What precisely is swinging? Unlike “open marriages” of the 1970’s which promoted non-possessive love and broadmindedness of betrayal in their spouses, or “polyamory” - the love of numerous people at once – swinging is non-monogamous sexual action, treated a lot like any other social activity, that can be experienced as a couple. Emotional monogamy, or dedication to the love relationship with one’s marital partner, remains the ultimate focus. Wife swapping is frequently done in the company of one’s spouse and requires the consent of both to the practice. Though swingers often become close friends with other swinging couples, there are rules restricting emotional involvement with non-spousal partners. While swinging involves having sex with people other than one’s spouse, its followers claim that it enhances the relationship of the swinging couple both sexually and emotionally. By removing the secrecy and untruthfulness inherent in one’s natural wishes for sexual diversity, the couple can discover their fantasies mutually without cheating or shame. By removing the necessity for deceit from the sexual life, a brand new stage of confidence and honesty about all of one’s feelings is supposedly achieved without the harsh baggage of suspicion.

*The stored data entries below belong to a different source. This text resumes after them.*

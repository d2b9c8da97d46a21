//! Broadcast payload parsing
//!
//! The device pushes UTF-8 text frames that are usually JSON
//! (`{"city":"Medellin","temp":23.2,"desc":"cloudy"}`) but may be any
//! opaque string. A frame that fails structured decode is not an error,
//! only a lower-fidelity result; the device deliberately mixes both
//! shapes on the same channel.

use serde::Deserialize;
use tracing::trace;

/// One decoded weather reading from the device
#[derive(Debug, Clone, PartialEq, Deserialize)]
pub struct Reading {
    /// City the reading is for
    pub city: String,

    /// Temperature in degrees Celsius
    #[serde(rename = "temp")]
    pub temperature: f64,

    /// Human-readable weather description, empty when the device omits it.
    /// The firmware broadcasts this under `weather`; the reference
    /// protocol names it `desc`. Both decode.
    #[serde(rename = "desc", alias = "weather", default)]
    pub description: String,
}

/// Result of decoding one inbound frame
#[derive(Debug, Clone, PartialEq)]
pub enum Broadcast {
    /// Frame matched the structured broadcast format
    Structured(Reading),

    /// Frame is plain display text (or malformed JSON, treated the same)
    Opaque(String),
}

/// Decode an inbound frame, falling back to opaque text on any decode failure
pub fn parse_broadcast(raw: &str) -> Broadcast {
    match serde_json::from_str::<Reading>(raw) {
        Ok(reading) => Broadcast::Structured(reading),
        Err(e) => {
            trace!(%raw, %e, "frame is not a structured broadcast, keeping as text");
            Broadcast::Opaque(raw.to_string())
        }
    }
}

#[cfg(test)]
mod tests {
    use super::*;
    use pretty_assertions::assert_eq;

    #[test]
    fn structured_broadcast_decodes() {
        let parsed = parse_broadcast(r#"{"city":"Medellin","temp":23.2,"desc":"cloudy"}"#);
        assert_eq!(
            parsed,
            Broadcast::Structured(Reading {
                city: "Medellin".into(),
                temperature: 23.2,
                description: "cloudy".into(),
            })
        );
    }

    #[test]
    fn missing_description_defaults_to_empty() {
        let parsed = parse_broadcast(r#"{"city":"Bogota","temp":14.0}"#);
        match parsed {
            Broadcast::Structured(reading) => {
                assert_eq!(reading.city, "Bogota");
                assert_eq!(reading.description, "");
            }
            other => panic!("expected structured broadcast, got {other:?}"),
        }
    }

    #[test]
    fn firmware_weather_field_is_accepted_as_description() {
        let parsed = parse_broadcast(r#"{"city":"Cali","weather":"lluvia ligera","temp":26.5}"#);
        assert_eq!(
            parsed,
            Broadcast::Structured(Reading {
                city: "Cali".into(),
                temperature: 26.5,
                description: "lluvia ligera".into(),
            })
        );
    }

    #[test]
    fn plain_text_falls_back_to_opaque() {
        assert_eq!(parse_broadcast("hello"), Broadcast::Opaque("hello".into()));
    }

    #[test]
    fn malformed_json_falls_back_to_opaque() {
        let raw = r#"{"city":"Medellin","temp":}"#;
        assert_eq!(parse_broadcast(raw), Broadcast::Opaque(raw.into()));
    }

    #[test]
    fn json_with_wrong_shape_falls_back_to_opaque() {
        // Valid JSON, but not a broadcast object.
        assert_eq!(parse_broadcast("[1,2,3]"), Broadcast::Opaque("[1,2,3]".into()));
    }
}
//! Connection lifecycle for the broadcast stream channel
//!
//! Owns the single session to the device: `Disconnected → Connecting →
//! Connected → Disconnected`, reentrant forever. There is no automatic
//! reconnect; every reconnection is a fresh explicit `connect` call.
//! Inbound frames are forwarded to the reading parser unless the override
//! controller reports suppression.

use std::fmt;
use std::sync::atomic::{AtomicU64, Ordering};
use std::sync::Arc;

use futures_util::stream::{SplitSink, SplitStream};
use futures_util::{SinkExt, StreamExt};
use tokio::net::TcpStream;
use tokio::sync::{Mutex, RwLock};
use tokio_tungstenite::tungstenite::Message;
use tokio_tungstenite::{connect_async, MaybeTlsStream, WebSocketStream};
use tracing::{debug, info, warn};

use crate::config::DeviceConfig;
use crate::error::{Result, WxlinkError};
use crate::events::{EventBus, SessionEvent};
use crate::manual_override::OverrideController;
use crate::reading::parse_broadcast;

type WsStream = WebSocketStream<MaybeTlsStream<TcpStream>>;
type WsSink = SplitSink<WsStream, Message>;
type WsSource = SplitStream<WsStream>;

/// Lifecycle state of the one stream session
#[derive(Debug, Clone, Copy, PartialEq, Eq)]
pub enum ConnectionState {
    Disconnected,
    Connecting,
    Connected,
}

impl fmt::Display for ConnectionState {
    fn fmt(&self, f: &mut fmt::Formatter<'_>) -> fmt::Result {
        match self {
            ConnectionState::Disconnected => write!(f, "disconnected"),
            ConnectionState::Connecting => write!(f, "connecting"),
            ConnectionState::Connected => write!(f, "connected"),
        }
    }
}

struct SessionState {
    state: RwLock<ConnectionState>,
    writer: Mutex<Option<WsSink>>,
    // Bumped on every connect/disconnect. An open attempt or reader loop
    // whose generation no longer matches has been superseded and must
    // discard its result instead of touching session state.
    generation: AtomicU64,
}

/// Owns the session to the device stream channel
pub struct ConnectionManager {
    session: Arc<SessionState>,
    events: EventBus,
    overrides: OverrideController,
}

impl ConnectionManager {
    pub fn new(events: EventBus, overrides: OverrideController) -> Self {
        Self {
            session: Arc::new(SessionState {
                state: RwLock::new(ConnectionState::Disconnected),
                writer: Mutex::new(None),
                generation: AtomicU64::new(0),
            }),
            events,
            overrides,
        }
    }

    /// Current session state
    pub async fn state(&self) -> ConnectionState {
        *self.session.state.read().await
    }

    /// Open the stream session
    ///
    /// Any existing session is torn down first. Returns once the open
    /// attempt is underway (state `Connecting`); the outcome arrives as a
    /// `StatusChanged` event. Fails with `InvalidEndpoint` before any I/O
    /// when the configured host is empty.
    pub async fn connect(&self, config: &DeviceConfig) -> Result<()> {
        let url = config.stream_url()?;

        self.teardown().await;
        let generation = self.session.generation.fetch_add(1, Ordering::SeqCst) + 1;
        Self::transition(
            &self.session,
            &self.events,
            ConnectionState::Connecting,
            Some(format!("connecting to {url}")),
        )
        .await;

        let session = self.session.clone();
        let events = self.events.clone();
        let overrides = self.overrides.clone();
        tokio::spawn(async move {
            match connect_async(&url).await {
                Ok((stream, response)) => {
                    debug!(status = ?response.status(), "stream handshake complete");
                    let (sink, source) = stream.split();
                    {
                        let mut writer = session.writer.lock().await;
                        if session.generation.load(Ordering::SeqCst) != generation {
                            debug!(%url, "open attempt superseded, discarding stream");
                            return;
                        }
                        *writer = Some(sink);
                    }
                    if !Self::transition_if_current(
                        &session,
                        &events,
                        generation,
                        ConnectionState::Connected,
                        Some(format!("connected to {url}")),
                    )
                    .await
                    {
                        // Superseded between the writer install and the
                        // transition; the superseding teardown owns cleanup.
                        return;
                    }
                    Self::read_loop(&session, &events, &overrides, source, generation).await;
                }
                Err(e) => {
                    warn!(%url, error = %e, "stream open failed");
                    Self::transition_if_current(
                        &session,
                        &events,
                        generation,
                        ConnectionState::Disconnected,
                        Some(format!("connection failed: {e}")),
                    )
                    .await;
                }
            }
        });

        Ok(())
    }

    /// Close the stream session
    ///
    /// Safe from any state. A no-op that reports the current state when
    /// already disconnected; a disconnect while `Connecting` invalidates
    /// the in-flight attempt, whose result is discarded once it settles.
    pub async fn disconnect(&self) -> ConnectionState {
        let current = *self.session.state.read().await;
        if current == ConnectionState::Disconnected {
            debug!("disconnect requested while already disconnected");
            return current;
        }

        self.teardown().await;
        Self::transition(
            &self.session,
            &self.events,
            ConnectionState::Disconnected,
            Some("disconnected".into()),
        )
        .await;
        ConnectionState::Disconnected
    }

    /// Push a raw city-name string over the stream
    ///
    /// Valid only in `Connected`; fails with `NotConnected` otherwise,
    /// performing no transport I/O.
    pub async fn send(&self, text: &str) -> Result<()> {
        if *self.session.state.read().await != ConnectionState::Connected {
            return Err(WxlinkError::NotConnected);
        }
        let mut writer = self.session.writer.lock().await;
        let sink = writer.as_mut().ok_or(WxlinkError::NotConnected)?;
        sink.send(Message::Text(text.to_string()))
            .await
            .map_err(|e| WxlinkError::transport(format!("stream send failed: {e}")))?;
        debug!(%text, "city pushed over stream");
        Ok(())
    }

    /// Invalidate any in-flight attempt and close the active stream, if any
    async fn teardown(&self) {
        self.session.generation.fetch_add(1, Ordering::SeqCst);
        if let Some(mut sink) = self.session.writer.lock().await.take() {
            if let Err(e) = sink.close().await {
                debug!(error = %e, "error closing stream");
            }
        }
    }

    async fn transition(
        session: &SessionState,
        events: &EventBus,
        state: ConnectionState,
        detail: Option<String>,
    ) {
        let mut current = session.state.write().await;
        *current = state;
        info!(%state, "session state changed");
        // Published under the state lock so event order matches state order.
        events.publish(SessionEvent::StatusChanged { state, detail });
    }

    /// Transition only when this session is still the current one
    ///
    /// The generation is re-checked under the state write lock, so a stale
    /// open attempt or reader settling after a disconnect (or a newer
    /// connect) cannot stomp the superseding transition.
    async fn transition_if_current(
        session: &SessionState,
        events: &EventBus,
        generation: u64,
        state: ConnectionState,
        detail: Option<String>,
    ) -> bool {
        let mut current = session.state.write().await;
        if session.generation.load(Ordering::SeqCst) != generation {
            debug!(%state, "state transition discarded, session superseded");
            return false;
        }
        *current = state;
        info!(%state, "session state changed");
        events.publish(SessionEvent::StatusChanged { state, detail });
        true
    }

    /// Forward inbound frames until the stream ends, gated by suppression
    async fn read_loop(
        session: &SessionState,
        events: &EventBus,
        overrides: &OverrideController,
        mut source: WsSource,
        generation: u64,
    ) {
        while let Some(frame) = source.next().await {
            match frame {
                Ok(Message::Text(raw)) => {
                    if overrides.is_suppressing() {
                        debug!(%raw, "broadcast ignored while override active");
                        events.publish(SessionEvent::BroadcastSuppressed { raw });
                    } else {
                        events.publish(SessionEvent::ReadingUpdated(parse_broadcast(&raw)));
                    }
                }
                Ok(Message::Close(frame)) => {
                    info!(?frame, "stream closed by device");
                    break;
                }
                Ok(Message::Ping(_)) | Ok(Message::Pong(_)) => {}
                Ok(other) => {
                    debug!(?other, "ignoring non-text frame");
                }
                Err(e) => {
                    warn!(error = %e, "stream error");
                    break;
                }
            }
        }

        // Only the current session may release the writer and transition;
        // a superseded reader belongs to a torn-down connection.
        {
            let mut writer = session.writer.lock().await;
            if session.generation.load(Ordering::SeqCst) != generation {
                return;
            }
            writer.take();
        }
        Self::transition_if_current(
            session,
            events,
            generation,
            ConnectionState::Disconnected,
            Some("stream closed".into()),
        )
        .await;
    }
}
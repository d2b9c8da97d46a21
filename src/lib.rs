//! wxlink: async session controller for ESP32 weather display devices
//!
//! Maintains one persistent WebSocket session to a device that broadcasts
//! periodic weather readings, and issues out-of-band control commands over
//! the device's HTTP `/update` endpoint. User-triggered manual overrides
//! suppress inbound broadcasts for a bounded window.
//!
//! # Channels
//!
//! - **Stream** (`ws://<host>:81/`): inbound broadcast readings, outbound
//!   raw city-name pushes.
//! - **Command** (`POST http://<host>/update`): form-urlencoded
//!   `city`/`weather`/`temp` fields for manual override, stop and resume.
//!
//! Presentation code subscribes to [`SessionEvent`]s; the core never
//! renders anything itself.

pub mod command;
pub mod config;
pub mod connection;
pub mod error;
pub mod events;
pub mod manual_override;
pub mod reading;
pub mod session;

// Re-export main types for convenience
pub use command::{Command, CommandDispatcher, DispatchOutcome};
pub use config::DeviceConfig;
pub use connection::{ConnectionManager, ConnectionState};
pub use error::{Result, WxlinkError};
pub use events::{EventBus, SessionEvent};
pub use manual_override::{OverrideController, OverrideWindow, OVERRIDE_WINDOW};
pub use reading::{parse_broadcast, Broadcast, Reading};
pub use session::DeviceSession;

Swinging as an alternative lifestyle is of both practical and scholarly interest because the attempt to combine sexual non-monogamy with emotional monogamy is deeply “deviant” from the western model of romantic love which assumes that sexual and emotional monogamy are mutually reinforcing and inseparable. It has yet to be demonstrated empirically whether this alternative lifestyle really strengthens or weakens marital relationships, but in an era where 36% of husbands and 31% of wives, sometimes so-called milfs declare to having had at least one extra-marital affair, where divorce rates for first marriages are approaching 62%, and where family instability and parental neglect of children has become a main national concern, any effort to redefine “love” and fortify the marital bond is worthy of our interest. If swingers have found a way to stabilize relationships, extend family ties, and enrich the lives of couples we would be remiss if we did not take their lifestyle and their redefinition of monogamous love seriously.
It is concluded that swingers surveyed are the white, middle-class, middle-aged, church-going segment of the population reported in earlier studies, but when it comes to attitudes about sex and marriage they are less racist, less sexist, and less heterosexist than the general public. Swinging appears to make the vast majority of swingers’ marriages happier, and swingers rate the happiness of their marriages and life satisfaction generally as higher than the non-swinging population.